Erläuterung: “Brahman ist frei von allen Fehlern. Es ist die Stütze von allen, das innerste Selbst von allen, der innere Regent von allen, die einzige unsterbliche Wesenheit.
Erkenne dieses brahman, das außerhalb der Reichweite des Intellekts und der Sinne ist, durch Intuition und unmittelbare spirituelle Erfahrung in tiefer Meditation. Wissen um brahman ist kein intellektuelles Verstehen. Brahman erkennen bedeutet brahman werden. Brahman zu verwirklichen heißt mit brahman zu verschmelzen und eins mit brahman werden. Brahman kann nicht erreicht oder verwirklicht werden durch Menschen, die einen groben und unreinen Geist haben. Aber jene hingebungsvollen Suchenden, welche die vier Mittel – 1. Unterscheidungsvermögen, 2. Verhaftungslosigkeit, 3. sechsfache Tugenden ( Geisteskontrolle, Sinneskontrolle, Zurückziehen der Sinne, Duldsamkeit, Glaube und Freiheit von Ablenkungen) und 4. intensives Verlangen nach Befreiung ihr Eigen nennen und einen reinen und feinen Geist haben und die von ihren spirituellen Lehrern unterwiesen worden sind, werden brahman ganz sicher erreichen. Darüber gibt es keinen Zweifel.”

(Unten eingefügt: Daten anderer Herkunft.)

//! Per-mode behaviour of an analytics session, chosen once at session start.

use crate::config::AnalyticsConfig;
use std::fmt;
use std::time::Duration;

#[derive(Debug, Clone, Copy, PartialEq, Eq)]
pub enum SessionMode {
    Batch,
    Live,
}

impl SessionMode {
    pub fn as_str(&self) -> &'static str {
        match self {
            SessionMode::Batch => "batch",
            SessionMode::Live => "live",
        }
    }
}

impl fmt::Display for SessionMode {
    fn fmt(&self, f: &mut fmt::Formatter<'_>) -> fmt::Result {
        f.write_str(self.as_str())
    }
}

/// How congestion is reported.
#[derive(Debug, Clone, Copy, PartialEq, Eq)]
pub enum AlertEmission {
    /// Alert on entry into congestion, nothing on exit
    Immediate,
    /// Report only completed intervals that pass the duration gate
    Debounced,
}

/// When the grid size may change.
#[derive(Debug, Clone, Copy, PartialEq, Eq)]
pub enum GridRecompute {
    /// Seeded once from a warm-up sample, then fixed
    Warmup,
    /// At most once per wall-clock interval, only when people are visible
    Interval(Duration),
}

#[derive(Debug, Clone, PartialEq, Eq)]
pub struct SessionPolicy {
    pub mode: SessionMode,
    /// Frames skipped between detector runs (0 = every frame)
    pub frame_skip_factor: u32,
    pub grid_recompute: GridRecompute,
    pub alert_emission: AlertEmission,
    /// Cadence of heatmap/forecast/chart snapshots, if any
    pub snapshot_interval: Option<u64>,
}

impl SessionPolicy {
    pub fn batch() -> Self {
        Self {
            mode: SessionMode::Batch,
            frame_skip_factor: 0,
            grid_recompute: GridRecompute::Warmup,
            alert_emission: AlertEmission::Debounced,
            snapshot_interval: None,
        }
    }

    pub fn live(config: &AnalyticsConfig) -> Self {
        Self {
            mode: SessionMode::Live,
            frame_skip_factor: config.live_frame_skip,
            grid_recompute: GridRecompute::Interval(Duration::from_secs(
                config.live_grid_recompute_secs,
            )),
            alert_emission: AlertEmission::Immediate,
            snapshot_interval: Some(config.snapshot_interval_frames),
        }
    }

    pub fn for_mode(mode: SessionMode, config: &AnalyticsConfig) -> Self {
        match mode {
            SessionMode::Batch => Self::batch(),
            SessionMode::Live => Self::live(config),
        }
    }

    /// Whether the detector and tracker run for the given 1-based frame.
    pub fn runs_detection(&self, frame_index: u64) -> bool {
        frame_index % (u64::from(self.frame_skip_factor) + 1) == 0
    }

    /// Whether the given 1-based frame carries a periodic snapshot.
    pub fn is_snapshot_frame(&self, frame_index: u64) -> bool {
        self.snapshot_interval
            .is_some_and(|every| every > 0 && frame_index % every == 0)
    }
}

Eine Konzentration und Klärung innerhalb der Realität der weltlichen Vielheit indes kann ganz lebenspraktisch meinen: Eine Vermeidung der steten Aufnahme äußerer und fremder Intention, und zugleich: Das ständige und unvermeidliche Äußere, das in den Kontext mit dem Eigenen gebracht werden soll um dem Eigen zu dienen zur Entwicklung zu Befreiung und Transzendenz. Wie ist mein Ausdruck, wenn ich mir selber Geltung verschaffe und mir eigenes Gesetz und Vorgabe werde und jede oktroyierte Limitation überwinde? Wie ist der Anblick an der materiellen Welt, der sich aus meinem Innersten und Eigenen veräußert? Und wie etwa steht dies Resultat dann in Korrelation -neuplatonisch besehen- mit den höheren Hypostasen, zu denen wir streben, zum Nous und dem Einen?
Das Persönliche auf dem Weg zum Selbst soll fortwährend subtilen Charakter annehmen, gerade auch aus der Unruhe der Welt und des eigenen Geistes heraus Klärung erstreben und verwirklichen. Hierher gehört gerade auch die geistige wie praktische Art gemäß einer Bestimmung zum Guten. Die Konzentration im Noushaften soll dabei etwas von dessen Dynamik und seinem inneren Streben erfassen und repräsentieren.